**Activity**
Each line from the start of the entries through the line that contains "pub const WARNING_COLUMN: &str" should be output exactly, please.

Collected data:
-------------------------
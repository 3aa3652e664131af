//! Common types and constants used throughout the project.

use arrow::datatypes::DataType;
use serde::Deserialize;
use serde_json::Value;
use thiserror::Error;

// ============================================================================
// Column Names
// ============================================================================

/// Default name of the part identifier column.
pub const ID_COLUMN: &str = "uuid";

/// Default name of the column holding the JSON-serialized hole list.
pub const HOLES_COLUMN: &str = "holes";

/// Output column: some hole is deeper than [`WARN_FACTOR`] times its radius.
pub const WARNING_COLUMN: &str = "has_unreachable_hole_warning";

/// Output column: some hole is deeper than [`ERROR_FACTOR`] times its radius.
///
/// The spelling is part of the output format consumed downstream. Do not fix it
/// without migrating the readers.
pub const ERROR_COLUMN: &str = "has_unreacheable_hole_error";

// ============================================================================
// Thresholds
// ============================================================================

/// Length-to-radius multiplier above which a hole raises a warning.
pub const WARN_FACTOR: f64 = 2.0 * 10.0;

/// Length-to-radius multiplier above which a hole raises an error.
pub const ERROR_FACTOR: f64 = 2.0 * 40.0;

/// The pair of multipliers applied to a hole's radius to get its length limits.
///
/// `error_factor > warn_factor` always holds for a constructed value, which is
/// what makes an error-level hole also a warning-level hole.
#[derive(Debug, Clone, Copy, PartialEq)]
pub struct Thresholds {
    warn_factor: f64,
    error_factor: f64,
}

impl Thresholds {
    pub fn new(warn_factor: f64, error_factor: f64) -> Result<Self, ValidatorError> {
        // Written so that NaN factors are rejected too.
        if !(error_factor > warn_factor) {
            return Err(ValidatorError::InvalidThresholds {
                warn: warn_factor,
                error: error_factor,
            });
        }
        Ok(Self {
            warn_factor,
            error_factor,
        })
    }

    pub fn warn_factor(&self) -> f64 {
        self.warn_factor
    }

    pub fn error_factor(&self) -> f64 {
        self.error_factor
    }
}

impl Default for Thresholds {
    fn default() -> Self {
        Self {
            warn_factor: WARN_FACTOR,
            error_factor: ERROR_FACTOR,
        }
    }
}

// ============================================================================
// Holes
// ============================================================================

/// One drilled hole, as described inside a record's `holes` payload.
///
/// Decoding never fails: a missing or non-numeric `length`/`radius` reads as
/// `0.0`, and so does every field of an element that is not a JSON object.
/// See [`crate::payload`] for the conversion.
#[derive(Debug, Clone, Copy, PartialEq, Default, Deserialize)]
#[serde(from = "Value")]
pub struct HoleDescriptor {
    pub length: f64,
    pub radius: f64,
}

/// The two diagnostic flags derived for one record.
#[derive(Debug, Clone, Copy, PartialEq, Eq, Default)]
pub struct HoleFlags {
    pub warning: bool,
    pub error: bool,
}

// ============================================================================
// Configuration
// ============================================================================

#[derive(Debug, Clone)]
pub struct ValidatorConfig {
    /// Name of the identifier column. Only used in diagnostics.
    pub id_column: String,
    /// Name of the column holding the JSON hole list.
    pub holes_column: String,
    /// Length limits applied to every hole.
    pub thresholds: Thresholds,
}

impl Default for ValidatorConfig {
    fn default() -> Self {
        Self {
            id_column: ID_COLUMN.to_string(),
            holes_column: HOLES_COLUMN.to_string(),
            thresholds: Thresholds::default(),
        }
    }
}

// ============================================================================
// Error Type
// ============================================================================

#[derive(Debug, Error)]
pub enum ValidatorError {
    #[error("I/O error: {0}")]
    Io(#[from] std::io::Error),

    #[error("parquet error: {0}")]
    Parquet(#[from] parquet::errors::ParquetError),

    #[error("arrow error: {0}")]
    Arrow(#[from] arrow::error::ArrowError),

    #[error("required column '{name}' not found in input")]
    MissingColumn { name: String },

    #[error("column '{name}' has unsupported type {data_type}")]
    UnsupportedColumnType { name: String, data_type: DataType },

    #[error("error factor ({error}) must be greater than warning factor ({warn})")]
    InvalidThresholds { warn: f64, error: f64 },
}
-------------------------
**Expected output**
repository 3aa3652e664131af
//! Common types and constants used throughout the project.

use arrow::datatypes::DataType;
use serde::Deserialize;
use serde_json::Value;
use thiserror::Error;

// ============================================================================
// Column Names
// ============================================================================

/// Default name of the part identifier column.
pub const ID_COLUMN: &str = "uuid";

/// Default name of the column holding the JSON-serialized hole list.
pub const HOLES_COLUMN: &str = "holes";

/// Output column: some hole is deeper than [`WARN_FACTOR`] times its radius.
pub const WARNING_COLUMN: &str = "has_unreachable_hole_warning";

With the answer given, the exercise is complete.